When I interviewed Midland Hills Country Club course superintendent Mike Manthey in mid-March for my St. Paul Pioneer Press story about the historic find in the drop ceiling, I quickly realized I was not only onto a singular tale but was talking with someone keenly familiar with the history and workings of classic golf architecture.
That made the conversation all the more compelling to me. Classic golf design is a particular interest of mine — it isn’t No. 1 on my list but is sort of a 1AAAAAA golf interest next to my admittedly peculiar fascination with Minnesota’s lost golf courses — and it was clear Manthey knew his stuff.
I follow on Twitter a handful of sharp knives, local and national, who tweet about golf architecture and course maintenance, both classic and modern. A few of my favorites are Bill Larson at Town & Country Club, Chris Tritabaugh at Hazeltine, Gary Deters at St. Cloud Country Club and, nationally, Anthony Pioppi, whose prolific pen has covered subjects including the history of Minikahda Golf Club.
And now, Manthey. The Faribault, Minn., native and former course superintendent at the A.W. Tillinghast-designed Golden Valley Golf Club, Manthey is not only a good Twitter follow, his Midland Hills Turf Blog is revelatory for both its coverage of the renovation/restoration that’s in store for Seth Raynor-designed Midland Hills and for its insight on classic golf course architecture.
I saved a few outtakes from my conversation with Manthey. Didn’t work them into my Pioneer Press story because I was already treading on thin newsprint ice over the length of what did make it into the paper. My questions, paraphrased or conversely put into long form, are in bold.
Meh. Capital M, capital E, capital H. (Me being facetious.) Why should anyone who isn’t a paid Midland Hills member care about the discovery — a blueprint of original plans for Raynor’s MH layout and its irrigation system?
Manthey: “It is a significant find not just for Midland Hills but for architecture and for Seth Raynor (historians). … It directly ties the Seth Raynor heritage to Midland Hills forever. We knew we had that connection to Seth Raynor, which is significant in the architectural world, but we never had anything physical. We always thought … everything was just lost over time. A lot of clubs have a lot of historical photos and documentation, but not many have the original drawings, or a copy of them.”
How closely will the Raynor blueprint be followed in the impending renovation/restoration of Midland Hills led by Raynor expert Jim Urbina?
Manthey: “How much of that map will be restored, that’s hard to say. Golf courses evolve way more than people realize, because when you play a golf course daily, year after year, you don’t see that change because it happens so gradually. It’s a living, breatihng thing, and it moves. So some of these (course features) have changed so much that I don’t know if we’re really capable of getting them all back, but for us to be able to give (Urbina) that original drawing, it expands his creativity corridor exponentially. It’s quite rare.”

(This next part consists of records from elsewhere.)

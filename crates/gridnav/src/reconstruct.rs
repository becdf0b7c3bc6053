//! Backward walk from the goal through the distance field.

use gridnav_core::Point;
use log::{trace, warn};

use crate::distance::euclidean_sq;
use crate::navigator::GridNavigator;

impl<N, S> GridNavigator<N, S>
where
    N: Fn(i32, i32) -> bool,
    S: Fn(i32, i32, i32, i32) -> bool,
{
    /// Rebuild `self.path` from the start to `goal`.
    ///
    /// Each backward step picks, among the valid neighbours one layer closer
    /// to the start, the one nearest (Euclidean) to `goal` itself rather than
    /// to the current cell. The first candidate in up (`+y`), right, down,
    /// left order wins ties.
    ///
    /// `goal` must hold a positive distance. Returns `false` (and leaves the
    /// path empty) if some layer offers no candidate, which only happens when
    /// a predicate changed its answers mid-query.
    pub(crate) fn reconstruct(&mut self, goal: Point) -> bool {
        self.path.clear();
        let goal_dist = self.distance_at(goal);

        let mut nbuf = std::mem::take(&mut self.nbuf);
        let mut current = goal;
        self.path.push(goal);

        for step in (0..goal_dist).rev() {
            let cands = nbuf.cardinal(current, |n| {
                self.distance_at(n) == step && self.node_ok(n) && self.step_ok(n, current)
            });

            let mut best: Option<(Point, u128)> = None;
            for &c in cands {
                let d = euclidean_sq(c, goal);
                if best.is_none_or(|(_, bd)| d < bd) {
                    best = Some((c, d));
                }
            }

            let Some((prev, _)) = best else {
                warn!(
                    "no predecessor for {} at distance {}; predicates changed during the query",
                    current, step
                );
                self.path.clear();
                self.nbuf = nbuf;
                return false;
            };
            trace!("step {}: {} <- {}", step, current, prev);
            self.path.push(prev);
            current = prev;
        }

        self.nbuf = nbuf;
        self.path.reverse();
        true
    }
}
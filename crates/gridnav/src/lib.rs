//! Breadth-first shortest-path navigation on 2D grids.
//!
//! [`GridNavigator`] floods a distance field outward from a start cell and
//! walks it backward from the goal to produce a shortest orthogonal path:
//!
//! - **Node validity**: a caller predicate `Fn(x, y) -> bool` decides which
//!   cells may be entered. It is consulted on demand and never cached.
//! - **Step validity**: an optional predicate `Fn(from_x, from_y, to_x, to_y)`
//!   vetoes individual edges, e.g. a wall segment between two open cells.
//! - **Tie-breaking**: among equally short predecessors, reconstruction picks
//!   the one closest (Euclidean) to the *goal*, which keeps paths hugging the
//!   straight line towards it. Remaining ties go to the first candidate in
//!   up, right, down, left order, where up is `+y` (the y axis grows up).
//!
//! Queries are synchronous. [`GridNavigator::find_path`] reports through a
//! single completion-callback slot, [`GridNavigator::find_path_synchronous`]
//! returns the outcome directly.
//!
//! ```
//! use gridnav::{GridNavigator, Point};
//!
//! let mut nav = GridNavigator::new(3, 3, |x, y| (x, y) != (1, 1)).unwrap();
//! assert!(nav.find_path_synchronous(Point::new(0, 0), Point::new(2, 2)));
//! assert_eq!(nav.path_len(), 5);
//! assert!(!nav.path().contains(&Point::new(1, 1)));
//! ```

mod config;
mod distance;
mod error;
mod flood;
mod navigator;
mod neighbors;
mod query;
mod reconstruct;

pub use config::{FloodStrategy, NavigatorConfig};
pub use distance::{euclidean_sq, manhattan};
pub use error::NavError;
pub use gridnav_core::{Point, Range};
pub use navigator::{GridNavigator, NOT_VISITED, StepFn, VisitedNode};
pub use neighbors::Neighbors;
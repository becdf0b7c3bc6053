use gridnav_core::Point;

/// Reusable buffer for orthogonal neighbour enumeration.
///
/// Neighbours come out in [`Point::DIRS_4`] order (up is `+y`), which is the
/// order reconstruction relies on to break ties.
#[derive(Debug, Clone)]
pub struct Neighbors {
    buf: Vec<Point>,
}

impl Default for Neighbors {
    fn default() -> Self {
        Self::new()
    }
}

impl Neighbors {
    /// Create a new `Neighbors` helper.
    pub fn new() -> Self {
        Self {
            buf: Vec::with_capacity(4),
        }
    }

    /// Return the 4-directional neighbours of `p`, keeping only those for
    /// which `keep` returns `true`.
    pub fn cardinal(&mut self, p: Point, keep: impl Fn(Point) -> bool) -> &[Point] {
        self.buf.clear();
        for n in p.neighbors_4() {
            if keep(n) {
                self.buf.push(n);
            }
        }
        &self.buf
    }
}
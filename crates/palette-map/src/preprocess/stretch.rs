//! Luminance-driven contrast stretch.

use crate::image::{LuminanceRange, RgbaBuffer, Thresholds};

/// Stretch every mappable pixel's channels across the observed luminance
/// range, in place.
///
/// Each channel becomes `trunc((c - min / 3) * 255 / (max - min))`, clamped
/// to 0..=255. Alpha and excluded pixels are never touched. A degenerate
/// `range` leaves the image unchanged.
///
/// The luminance distribution changes as a result, so callers must
/// re-analyze the range before using it for matching.
///
/// Returns the number of pixels that were rewritten.
///
/// # Example
///
/// ```
/// use palette_map::{contrast_stretch, LuminanceRange, Rgba, RgbaBuffer, Thresholds};
///
/// let mut image = RgbaBuffer::new(1, 1, Rgba::new(90, 90, 90, 200));
/// let range = LuminanceRange::new(60.0, 120.0);
/// contrast_stretch(&mut image, range, Thresholds::default());
///
/// // (90 - 20) * 255 / 60 = 297.5, clamped
/// assert_eq!(image.get(0, 0), Rgba::new(255, 255, 255, 200));
/// ```
pub fn contrast_stretch(
    image: &mut RgbaBuffer,
    range: LuminanceRange,
    thresholds: Thresholds,
) -> usize {
    if range.is_degenerate() {
        return 0;
    }

    // Offset is min/3, not min: the darkest pixel does not land on 0.
    let offset = range.min / 3.0;
    let scale = 255.0 / range.span();
    let stretch = |c: u8| ((c as f64 - offset) * scale).trunc().clamp(0.0, 255.0) as u8;

    let mut rewritten = 0;
    for px in image.pixels_mut() {
        if thresholds.is_excluded(*px) {
            continue;
        }
        px.r = stretch(px.r);
        px.g = stretch(px.g);
        px.b = stretch(px.b);
        rewritten += 1;
    }
    rewritten
}

#[cfg(test)]
mod tests {
    use super::*;
    use crate::image::{analyze_luminance_range, Rgba};

    #[test]
    fn test_identity_on_full_range() {
        let pixels: Vec<Rgba> = (0..=255u8)
            .map(|v| Rgba::new(v, v.wrapping_mul(7), 255 - v, 255))
            .collect();
        let mut image = RgbaBuffer::from_pixels(256, 1, pixels).unwrap();
        let before = image.clone();

        contrast_stretch(&mut image, LuminanceRange::FULL, Thresholds::none());
        assert_eq!(image, before);
    }

    #[test]
    fn test_degenerate_range_is_noop() {
        let mut image = RgbaBuffer::new(2, 2, Rgba::new(80, 90, 100, 255));
        let before = image.clone();

        let rewritten =
            contrast_stretch(&mut image, LuminanceRange::new(40.0, 40.0), Thresholds::default());
        assert_eq!(rewritten, 0);
        assert_eq!(image, before);
    }

    #[test]
    fn test_excluded_and_alpha_untouched() {
        let pixels = vec![
            Rgba::new(5, 5, 5, 255),     // black, excluded
            Rgba::new(150, 150, 150, 3), // transparent, excluded
            Rgba::new(60, 60, 60, 128),
            Rgba::new(120, 120, 120, 64),
        ];
        let mut image = RgbaBuffer::from_pixels(4, 1, pixels.clone()).unwrap();
        let thresholds = Thresholds::default();
        let range = analyze_luminance_range(&image, thresholds);

        let rewritten = contrast_stretch(&mut image, range, thresholds);

        assert_eq!(rewritten, 2);
        assert_eq!(image.pixels()[0], pixels[0]);
        assert_eq!(image.pixels()[1], pixels[1]);
        assert_eq!(image.pixels()[2].a, 128);
        assert_eq!(image.pixels()[3].a, 64);
    }

    #[test]
    fn test_formula_with_offset() {
        // range ~ 60..120: offset 20, scale 4.25
        let pixels = vec![Rgba::new(60, 60, 60, 255), Rgba::new(120, 120, 120, 255)];
        let mut image = RgbaBuffer::from_pixels(2, 1, pixels).unwrap();
        let range = LuminanceRange::new(60.0, 120.0);

        contrast_stretch(&mut image, range, Thresholds::default());

        // (60 - 20) * 4.25 = 170; (120 - 20) * 4.25 = 425 -> 255
        assert_eq!(image.pixels()[0], Rgba::new(170, 170, 170, 255));
        assert_eq!(image.pixels()[1], Rgba::new(255, 255, 255, 255));
    }

    #[test]
    fn test_negative_results_clamp_to_zero() {
        let mut image = RgbaBuffer::new(1, 1, Rgba::new(200, 10, 10, 255));
        contrast_stretch(&mut image, LuminanceRange::new(90.0, 100.0), Thresholds::default());
        // (10 - 30) * 25.5 < 0
        assert_eq!(image.get(0, 0), Rgba::new(255, 0, 0, 255));
    }
}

Most notable, in my mind, were Manthey’s ruminations on the evolution of golf and golf courses since famed architects like Raynor plied their craft in the 1920s and ’30s.
What’s to be gained from a restoration of a classically designed golf course?
Manthey: “We do know that classic architecture, whether It was Raynor or (Alister) MacKenzie or (Donald) Ross, their strategy was created off of angles, angles of play, so they gave you a lot of width off the tee, and that width created playability, but then the angles created the strategy.
“If the fairways were almost twice as wide as they are now, the balls would roll and create an angle that was extremely difficult into the green. Over time, with the planting of trees in the ’50s and the corridors shrinking and fairways shrinking, now the ball doesn’t go that far off line. So those angles are reduced. So the golf course almost becomes more one-dimensional. You can only play it down the middle. Well, we don’t really understand that game of angles anymore because it’s not very common in golf.
“If you look at the top golf courses in the country, a lot of them have been restored. A lot of what’s been restored is widening out those corridors and re-creating those angles into the greens, which was the original architecture.
“People are learning more about the history of their golf courses and wanting that original strategy back.”